Ayer la pena y el dolor por todos los asesinatos que he citado me incendiaban el alma. Hoy también lo hacen, hasta oscurecer incluso la visión esperanzadora que siempre he tenido sobre una sociedad cada vez más justa, más pacífica y más igualitaria, la sociedad de futuro por la que trabajo, por la que lucho, por la que me ilusiono todos los días, sin flaquear. Pero ayer y hoy tengo también una sensación de rechazo y vergüenza extrema. Porque ante una drama igual, uno y tres muertas por razón de la intolerancia y el crimen, cabe plantearse si es igual, o siquiera parecido, la alarma y gravedad con que los poderes públicos nacionales e internacionales, y la propia sociedad mundial, trata los asesinatos radicales de hombres y los crímenes injustos de mujeres. No se trata pues en este artículo urgente de hablar de las medidas reguladoras que pretenden reaccionar contra esta inaceptable violación de los derechos de las personas que son mujeres. No se trata de proteger a las mujeres en sus derechos: a la vida, a la integridad física y moral, a la dignidad, a la libertad y a la igualdad. Son muchas las medidas y desde diferentes niveles institucionales y sociales. No, no hablo de eso. Se trata, con dolor profundo en mi corazón democrático, de decir, bien alto y claro, que esas medidas no son suficientes. Ni siquiera bastantes. El asunto es más grave y lacerante. Porque el problema es otro, y está en que los desprecios, ataques, insultos, violaciones y asesinatos de mujeres se producen todos los días, a todas horas, cada minuto y segundo. En todos los lugares del mundo. Y pesar de ello, esas vulneraciones de derechos milenarias no son iguales que las que son sufridas por los hombres. ¿Por qué? Sencillamente, porque son mujeres, y porque las mujeres - en el imaginario social mundial – son consideradas inferiores a los hombres. Es así porque la cultura machista de la desigualdad, impuesta en todas las culturas aunque con diversas graduaciones, sigue primando a unos sobre las otras. Desde ponerte un burkha para negarte hasta pagarte un sueldo inferior para minusvalorarte, pasando por el insulto, la desconsideración, el trato desigual, la torta, el empujón, la cuchillada que hiere o la que mata.
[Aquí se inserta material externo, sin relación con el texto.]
//! Host Tick Driver
//!
//! Fixed-interval loop owned by the host. Before the game starts the
//! driver is ROAMING and does nothing. Once every peer is ready it is
//! LOCKED, and each tick:
//!
//! 1. drops peers that have gone silent
//! 2. advances combat, production and fleets in flight
//! 3. pings every peer every `ping_every` ticks
//! 4. flushes the dirty part of the map as one star-state-changed datagram

use std::sync::Arc;

use serde::Serialize;
use tokio::sync::watch;
use tokio::time::{interval, MissedTickBehavior};
use tracing::{debug, info, trace};

use crate::network::host::HostShared;
use crate::network::protocol::{Message, ORIGIN_NONE};

/// Driver state.
#[derive(Debug, Clone, Copy, PartialEq, Eq, Serialize)]
pub enum DriverMode {
    /// Lobby. Reserved for discovery broadcasts.
    Roaming,
    /// Game running.
    Locked,
}

/// What a single tick did.
#[derive(Debug, Default, Clone, PartialEq, Eq)]
pub struct TickSummary {
    /// Tick number.
    pub tick: u64,
    /// Peers dropped for silence.
    pub evicted: usize,
    /// Stars whose battlefield changed.
    pub changed: usize,
    /// Whether a ping went out.
    pub pinged: bool,
    /// Bytes of star delta broadcast, if any.
    pub flushed: Option<usize>,
}

/// Advances the host's world on a fixed interval.
pub(crate) struct TickDriver {
    shared: Arc<HostShared>,
    tick: u64,
}

impl TickDriver {
    pub(crate) fn new(shared: Arc<HostShared>) -> Self {
        Self { shared, tick: 0 }
    }

    /// Tick until `shutdown` flips.
    pub(crate) async fn run(mut self, mut shutdown: watch::Receiver<bool>) {
        let mut ticker = interval(self.shared.config.tick_interval);
        ticker.set_missed_tick_behavior(MissedTickBehavior::Skip);
        info!(interval_ms = self.shared.config.tick_interval.as_millis() as u64, "Tick driver running");

        loop {
            tokio::select! {
                _ = ticker.tick() => {
                    let summary = self.step().await;
                    if summary.changed > 0 || summary.evicted > 0 {
                        debug!(?summary, "Tick");
                    }
                }
                _ = shutdown.changed() => break,
            }
        }
        info!(ticks = self.tick, "Tick driver stopped");
    }

    /// One tick.
    pub(crate) async fn step(&mut self) -> TickSummary {
        let tick = self.tick;
        self.tick += 1;
        let mut summary = TickSummary { tick, ..Default::default() };

        if *self.shared.mode.read().await == DriverMode::Roaming {
            trace!(tick, "Roaming");
            return summary;
        }

        summary.evicted = self.shared.evict_silent().await;

        let dt = self.shared.config.tick_seconds();
        let (report, delta) = {
            let mut world = self.shared.world.lock().await;
            let report = world.update(dt);
            let map = world.map_mut();
            let delta = map.is_dirty().then(|| map.flush());
            (report, delta)
        };
        summary.changed = report.changed.len();

        if tick % self.shared.config.ping_every.max(1) == 0 {
            trace!(tick, "Ping");
            self.shared.broadcast_message(&Message::Ping, ORIGIN_NONE).await;
            summary.pinged = true;
        }

        if let Some(delta) = delta {
            summary.flushed = Some(delta.len());
            self.shared
                .broadcast_message(&Message::StarStateChanged(delta), ORIGIN_NONE)
                .await;
        }

        summary
    }
}

// =============================================================================
// TESTS
// =============================================================================

#[cfg(test)]
mod tests {
    use super::*;
    use std::collections::BTreeMap;
    use std::net::SocketAddr;
    use std::time::{Duration, Instant};

    use tokio::sync::{Mutex, RwLock};

    use crate::config::HostConfig;
    use crate::game::galaxy::{self, GalaxyConfig};
    use crate::game::player::{Player, PlayerId};
    use crate::game::world::World;
    use crate::network::host::PeerEntry;
    use crate::network::transport::{Transport, TransportConfig};

    async fn driver(mode: DriverMode) -> (TickDriver, Transport) {
        let config = HostConfig {
            galaxy: GalaxyConfig { star_count: 10, ..Default::default() },
            peer_timeout: Duration::from_millis(50),
            ..Default::default()
        };
        let map = galaxy::generate(&config.galaxy, config.rules, config.world.neutral_id);
        let (transport, _) = Transport::bind("127.0.0.1:0".parse().unwrap(), TransportConfig::default())
            .await
            .unwrap();
        let shared = HostShared {
            outbox: transport.outbox(),
            peers: RwLock::new(BTreeMap::new()),
            world: Mutex::new(World::new(map, config.world.clone())),
            mode: RwLock::new(mode),
            config,
        };
        (TickDriver::new(Arc::new(shared)), transport)
    }

    #[tokio::test]
    async fn test_roaming_does_nothing() {
        let (mut driver, transport) = driver(DriverMode::Roaming).await;
        driver.shared.world.lock().await.map_mut().make_all_dirty();

        let summary = driver.step().await;
        assert_eq!(summary, TickSummary { tick: 0, ..Default::default() });
        assert!(driver.shared.world.lock().await.map().is_dirty());
        transport.stop().await;
    }

    #[tokio::test]
    async fn test_locked_pings_and_flushes() {
        let (mut driver, transport) = driver(DriverMode::Locked).await;
        driver.shared.world.lock().await.map_mut().make_all_dirty();

        let first = driver.step().await;
        assert!(first.pinged);
        assert!(first.flushed.is_some());
        assert!(!driver.shared.world.lock().await.map().is_dirty());

        // Neutral stars neither fight nor produce, so nothing is dirty.
        let second = driver.step().await;
        assert!(!second.pinged);
        assert_eq!(second.flushed, None);

        for _ in 2..10 {
            driver.step().await;
        }
        assert!(driver.step().await.pinged);
        transport.stop().await;
    }

    #[tokio::test]
    async fn test_silent_peers_are_evicted() {
        let (mut driver, transport) = driver(DriverMode::Locked).await;
        let addr: SocketAddr = "127.0.0.1:9".parse().unwrap();
        let mut entry = PeerEntry::new(Player::new(PlayerId(3), 1, "quiet"));
        entry.last_seen = Instant::now() - Duration::from_secs(1);
        driver.shared.peers.write().await.insert(addr, entry);

        let summary = driver.step().await;
        assert_eq!(summary.evicted, 1);
        assert!(driver.shared.peers.read().await.is_empty());
        transport.stop().await;
    }
}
Esta desigualdad vergonzante se ha visto reflejada de forma notoria en el tratamiento y reacción ante los asesinatos de las últimas horas: tres mujeres y del hombre, siendo el autor un terrorismo igual de violento: el integrista radical y el machista insoportable. Una desigualdad hiriente, firmemente anclada en los pilares de nuestra organización social y de la propia concepción del mundo que entiende que el centro del universo, el sujeto protagonista de todas las cosas, es el hombre. A consecuencia de esto, las relaciones humanas entre hombres y mujeres se definen desde la subordinación de las segundas ante los primeros. Y por eso la violencia contra las mujeres aparece así como la expresión final de ese poder superior del varón frente a la mujer; que fue, ha sido, es y será la última ratio de todo acto de violencia machista.

Sólo logrando que, cada vez que nace una niña, ésta pueda saber que el futuro es tan suyo y tan pleno como el de un niño, que es soberana incuestionable de su propia vida, podremos asegurar que esa niña no será una víctima, no ya insultada, marginada, discriminada maltratada, violada, sino incluso asesinada por un hombre.

Y mientras tanto, habrá victimas de primer y segundo grado ante los violentos sectarios e intolerantes. Ante la injusticia. Porque sí, los asesinos son iguales, pero las víctimas no. Unas, para su desgracia, son solamente mujeres.

Una pena insoportable.

Rafaela Romero es portavoz del grupo juntero PSE-EE de Gipuzkoa y presidenta de la Comisión de Igualdad, Derechos Humanos y Memoria Histórica de las Juntas Generales de este territorio.